The biogenesis of SARS-CoV-2 spike glycoprotein: multiple targets for host-directed antiviral therapy


Silvia Santopolo ¹ , Anna Riccio ¹ , M Gabriella Santoro ²



Affiliations

• PMID: 33303190
• PMCID: PMC7698684
• DOI: 10.1016/j.bbrc.2020.10.080

Free PMC article

Abstract

Severe acute respiratory syndrome coronavirus 2 (SARS-CoV-2), the causative agent of COVID-19 (coronavirus disease-19), represents a far more serious threat to public health than SARS and MERS coronaviruses, due to its ability to spread more efficiently than its predecessors. Currently, there is no worldwide-approved effective treatment for COVID-19, urging the scientific community to intense efforts to accelerate the discovery and development of prophylactic and therapeutic solutions against SARS-CoV-2 infection. In particular, effective antiviral drugs are urgently needed.
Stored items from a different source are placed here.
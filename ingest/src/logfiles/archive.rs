use std::path::{Path, PathBuf};

use tracing::debug;

use crate::error::{ErrorKind, IngestResult};
use crate::ingest_error;

/// Moves fully processed log files into the archive directory.
#[derive(Debug, Clone)]
pub struct Archiver {
    archive_dir: PathBuf,
}

impl Archiver {
    pub fn new(archive_dir: impl Into<PathBuf>) -> IngestResult<Self> {
        let archive_dir = archive_dir.into();
        std::fs::create_dir_all(&archive_dir)
            .map_err(|err| ingest_error!(ErrorKind::Io, "Failed to create archive dir", err))?;
        Ok(Self { archive_dir })
    }

    /// Moves the file at `path` into the archive directory, keeping its
    /// name. Falls back to copy+remove when a rename crosses filesystems.
    pub fn archive(&self, path: &Path) -> IngestResult<()> {
        let Some(file_name) = path.file_name() else {
            return Err(ingest_error!(
                ErrorKind::Io,
                "Cannot archive a path without a file name",
                path.display()
            ));
        };
        let target = self.archive_dir.join(file_name);

        if std::fs::rename(path, &target).is_err() {
            std::fs::copy(path, &target)
                .and_then(|_| std::fs::remove_file(path))
                .map_err(|err| ingest_error!(ErrorKind::Io, "Failed to archive file", err))?;
        }

        debug!(file = %target.display(), "archived log file");
        Ok(())
    }
}

#[cfg(test)]
mod tests {
    use super::*;

    #[test]
    fn archive_moves_the_file() {
        let dir = tempfile::tempdir().unwrap();
        let source = dir.path().join("events.log");
        std::fs::write(&source, "line\n").unwrap();

        let archiver = Archiver::new(dir.path().join("archive")).unwrap();
        archiver.archive(&source).unwrap();

        assert!(!source.exists());
        let archived = dir.path().join("archive").join("events.log");
        assert_eq!(std::fs::read_to_string(archived).unwrap(), "line\n");
    }
}
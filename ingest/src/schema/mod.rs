//! Event-to-schema transforms: flattening, typing, mapping, table name
//! templating, and the processor composing them.

pub mod flatten;
pub mod mapper;
pub mod processor;
pub mod template;
pub mod typing;

pub use flatten::{Flattener, sanitize_identifier};
pub use mapper::FieldMapper;
pub use processor::{
    BatchHeader, ParseFn, ProcessedGroup, ProcessedPayload, Processor, parse_fallback, parse_json,
};
pub use template::{DEFAULT_TABLE_NAME, TableNameTemplate};
pub use typing::{DataType, TypeResolver, parse_timestamp};
use std::collections::{HashMap, HashSet};
use std::path::PathBuf;
use std::sync::Arc;
use std::time::Duration;

use tokio::task::JoinHandle;
use tracing::{error, info, warn};

use crate::concurrency::ShutdownRx;
use crate::error::ErrorKind;
use crate::logfiles::{Archiver, StagedFileName, StatusManager, names::STAGED_EXTENSION};
use crate::sink::Storage;

/// One uploader task per batch destination.
///
/// Every tick the staging directory is scanned; each staged file is loaded
/// atomically into the sink, archived on success, left in place for the
/// next tick on failure, and moved to the failed directory once the retry
/// budget is spent. Before loading, the status manager is consulted so a
/// `(file, table)` pair that already made it is never inserted twice; this
/// is what lets a crashed run resume without duplicates.
pub struct BatchWorker {
    storage: Arc<dyn Storage>,
    staging_dir: PathBuf,
    failed_dir: PathBuf,
    status_manager: Arc<StatusManager>,
    archiver: Archiver,
    tick: Duration,
    retry_budget: u32,
    attempts: HashMap<String, u32>,
    shutdown: ShutdownRx,
}

impl BatchWorker {
    #[allow(clippy::too_many_arguments)]
    pub fn new(
        storage: Arc<dyn Storage>,
        staging_dir: PathBuf,
        failed_dir: PathBuf,
        status_manager: Arc<StatusManager>,
        archiver: Archiver,
        tick: Duration,
        retry_budget: u32,
        shutdown: ShutdownRx,
    ) -> Self {
        Self {
            storage,
            staging_dir,
            failed_dir,
            status_manager,
            archiver,
            tick,
            retry_budget: retry_budget.max(1),
            attempts: HashMap::new(),
            shutdown,
        }
    }

    pub fn start(self) -> JoinHandle<()> {
        tokio::spawn(self.run())
    }

    async fn run(mut self) {
        let destination_id = self.storage.id().to_owned();
        info!(destination = %destination_id, tick = ?self.tick, "batch worker started");

        loop {
            tokio::select! {
                _ = tokio::time::sleep(self.tick) => {}
                _ = self.shutdown.changed() => {}
            }
            if *self.shutdown.borrow() {
                break;
            }
            if self.storage.is_staging() {
                continue;
            }

            self.tick_once(&destination_id).await;
        }

        info!(destination = %destination_id, "batch worker stopped");
    }

    async fn tick_once(&mut self, destination_id: &str) {
        let mut staged = self.list_staged();
        staged.sort();

        for path in staged {
            let Some(file_name) = path.file_name().and_then(|n| n.to_str()).map(str::to_owned)
            else {
                continue;
            };

            let parsed = match StagedFileName::parse(&file_name) {
                Ok(parsed) => parsed,
                Err(err) if err.kind() == ErrorKind::MalformedFileName => {
                    // Terminal for this file: it can never be accounted for.
                    error!(destination = %destination_id, file = %file_name, error = %err, "malformed staged file name");
                    self.move_to_failed(&path, &file_name);
                    continue;
                }
                Err(err) => {
                    error!(destination = %destination_id, file = %file_name, error = %err, "failed to parse staged file name");
                    continue;
                }
            };

            let already_uploaded: HashSet<String> = self
                .status_manager
                .get_table_statuses(&file_name, destination_id)
                .into_iter()
                .filter(|(_, status)| status.uploaded)
                .map(|(table, _)| table)
                .collect();

            let payload = match std::fs::read(&path) {
                Ok(payload) => payload,
                Err(err) => {
                    error!(destination = %destination_id, file = %file_name, error = %err, "failed to read staged file");
                    continue;
                }
            };

            match self
                .storage
                .store(&file_name, &payload, &already_uploaded)
                .await
            {
                Ok(report) => {
                    for (table_name, result) in &report.per_table {
                        self.status_manager.update_status(
                            &file_name,
                            destination_id,
                            table_name,
                            result.error.as_deref(),
                        );
                    }

                    if report.all_succeeded() {
                        metrics::counter!("ingest_uploaded_rows_total", "destination" => destination_id.to_owned(), "token" => parsed.token_id.clone())
                            .increment(parsed.rows as u64);
                        info!(
                            destination = %destination_id,
                            file = %file_name,
                            rows = parsed.rows,
                            "staged file uploaded"
                        );

                        if let Err(err) = self.archiver.archive(&path) {
                            error!(destination = %destination_id, file = %file_name, error = %err, "failed to archive staged file");
                        } else {
                            self.status_manager.clean_up(&file_name);
                            self.attempts.remove(&file_name);
                        }
                    } else {
                        self.register_failure(destination_id, &path, &file_name);
                    }
                }
                Err(err) => {
                    error!(destination = %destination_id, file = %file_name, error = %err, "failed to store staged file");
                    self.register_failure(destination_id, &path, &file_name);
                }
            }
        }
    }

    fn list_staged(&self) -> Vec<PathBuf> {
        let Ok(entries) = std::fs::read_dir(&self.staging_dir) else {
            return Vec::new();
        };

        entries
            .flatten()
            .map(|entry| entry.path())
            .filter(|path| {
                path.extension()
                    .and_then(|e| e.to_str())
                    .is_some_and(|e| e == STAGED_EXTENSION)
            })
            .collect()
    }

    fn register_failure(&mut self, destination_id: &str, path: &PathBuf, file_name: &str) {
        let attempts = self.attempts.entry(file_name.to_owned()).or_insert(0);
        *attempts += 1;

        if *attempts >= self.retry_budget {
            warn!(
                destination = %destination_id,
                file = %file_name,
                attempts = *attempts,
                "retry budget spent, moving staged file to failed dir"
            );
            self.move_to_failed(path, file_name);
            self.attempts.remove(file_name);
        }
    }

    fn move_to_failed(&self, path: &PathBuf, file_name: &str) {
        if let Err(err) = std::fs::create_dir_all(&self.failed_dir)
            .and_then(|_| std::fs::rename(path, self.failed_dir.join(file_name)))
        {
            error!(file = %file_name, error = %err, "failed to move staged file to failed dir");
        }
    }
}
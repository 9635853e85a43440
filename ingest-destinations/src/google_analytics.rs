//! Google Analytics Measurement Protocol sink. Insert-only, like every
//! HTTP-API sink.

use async_trait::async_trait;
use serde_json::Value;

use ingest::error::{ErrorKind, IngestResult};
use ingest::ingest_error;
use ingest::sink::SinkAdapter;
use ingest::table::Table;
use ingest::types::Event;
use ingest_config::GoogleAnalyticsConfig;

use crate::facebook::classify_status;

const COLLECT_URL: &str = "https://www.google-analytics.com/collect";

pub struct GoogleAnalyticsAdapter {
    http: reqwest::Client,
    config: GoogleAnalyticsConfig,
}

impl GoogleAnalyticsAdapter {
    pub fn new(config: GoogleAnalyticsConfig) -> IngestResult<Self> {
        config.validate().map_err(|err| {
            ingest_error!(ErrorKind::ValidationFailed, "Invalid Google Analytics config", err)
        })?;

        Ok(Self {
            http: reqwest::Client::new(),
            config,
        })
    }

    /// Renders the flat event as Measurement Protocol form parameters.
    /// Scalars map to their string form; the event id doubles as the
    /// client id when none is present.
    fn form_params(&self, row: &Event) -> Vec<(String, String)> {
        let mut params = vec![
            ("v".to_owned(), "1".to_owned()),
            ("tid".to_owned(), self.config.tracking_id.clone()),
            ("t".to_owned(), "event".to_owned()),
        ];

        let mut has_cid = false;
        for (key, value) in row.as_map() {
            let rendered = match value {
                Value::Null => continue,
                Value::String(s) => s.clone(),
                other => other.to_string(),
            };
            if key == "cid" {
                has_cid = true;
            }
            params.push((key.clone(), rendered));
        }

        if !has_cid {
            params.push(("cid".to_owned(), row.event_id()));
        }

        params
    }
}

#[async_trait]
impl SinkAdapter for GoogleAnalyticsAdapter {
    fn sink_type(&self) -> &'static str {
        "google_analytics"
    }

    async fn test_connection(&self) -> IngestResult<()> {
        self.http
            .get("https://www.google-analytics.com")
            .send()
            .await
            .map(|_| ())
            .map_err(|err| {
                ingest_error!(ErrorKind::ConnectionFailed, "Google Analytics unreachable")
                    .with_source(err)
            })
    }

    async fn get_table_schema(&self, table_name: &str) -> IngestResult<Table> {
        Ok(Table::new(table_name))
    }

    async fn create_table(&self, _table: &Table) -> IngestResult<()> {
        Ok(())
    }

    async fn patch_table_schema(&self, _patch: &Table) -> IngestResult<()> {
        Ok(())
    }

    async fn insert(&self, _table: &Table, row: &Event) -> IngestResult<()> {
        let response = self
            .http
            .post(COLLECT_URL)
            .form(&self.form_params(row))
            .send()
            .await
            .map_err(|err| {
                ingest_error!(ErrorKind::ConnectionFailed, "Google Analytics unreachable")
                    .with_source(err)
            })?;

        let status = response.status();
        if status.is_success() {
            Ok(())
        } else {
            Err(ingest_error!(
                classify_status(status),
                "Google Analytics hit rejected",
                status.to_string()
            ))
        }
    }

    async fn bulk_insert(&self, table: &Table, rows: &[Event]) -> IngestResult<()> {
        for row in rows {
            self.insert(table, row).await?;
        }
        Ok(())
    }

    async fn bulk_update(&self, table: &Table, rows: &[Event]) -> IngestResult<()> {
        self.bulk_insert(table, rows).await
    }

    async fn close(&self) -> IngestResult<()> {
        Ok(())
    }
}
//! Core of the event ingestion and fan-out pipeline.
//!
//! The crate owns everything between an accepted event and a sink adapter
//! call: the processor that flattens and types events, the table helper
//! that reconciles sink schemas under a named lock, the persistent queue
//! and the streaming/batch workers draining it, the fallback surface, the
//! per-destination events cache, and the token router.
//!
//! Sink adapters themselves (Postgres, ClickHouse, BigQuery, ...) live in
//! the `ingest-destinations` crate and implement the contracts in
//! [`sink`].

pub mod cache;
pub mod concurrency;
pub mod coordination;
pub mod enrichment;
pub mod error;
pub mod fallback;
pub mod logfiles;
pub mod macros;
pub mod queue;
pub mod routing;
pub mod schema;
pub mod sink;
pub mod table;
#[cfg(any(test, feature = "test-utils"))]
pub mod test_utils;
pub mod types;
pub mod workers;

pub use error::{ErrorKind, IngestError, IngestResult};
With few exceptions, therapeutic approaches to combat viral infections have traditionally focused on targeting unique viral components or enzymes; however, it has now become evident that this strategy often fails due to the rapid emergence of drug-resistant viruses. Targeting host factors that are essential for the virus life cycle, but are dispensable for the host, has recently received increasing attention. The spike glycoprotein, a component of the viral envelope that decorates the virion surface as a distinctive crown ("corona") and is essential for SARS-CoV-2 entry into host cells, represents a key target for developing therapeutics capable of blocking virus invasion. This review highlights aspects of the SARS-CoV-2 spike biogenesis that may be amenable to host-directed antiviral targeting.

Keywords: Antiviral; COVID-19; Coronavirus; ERp57; Furin; N-Glycosylation.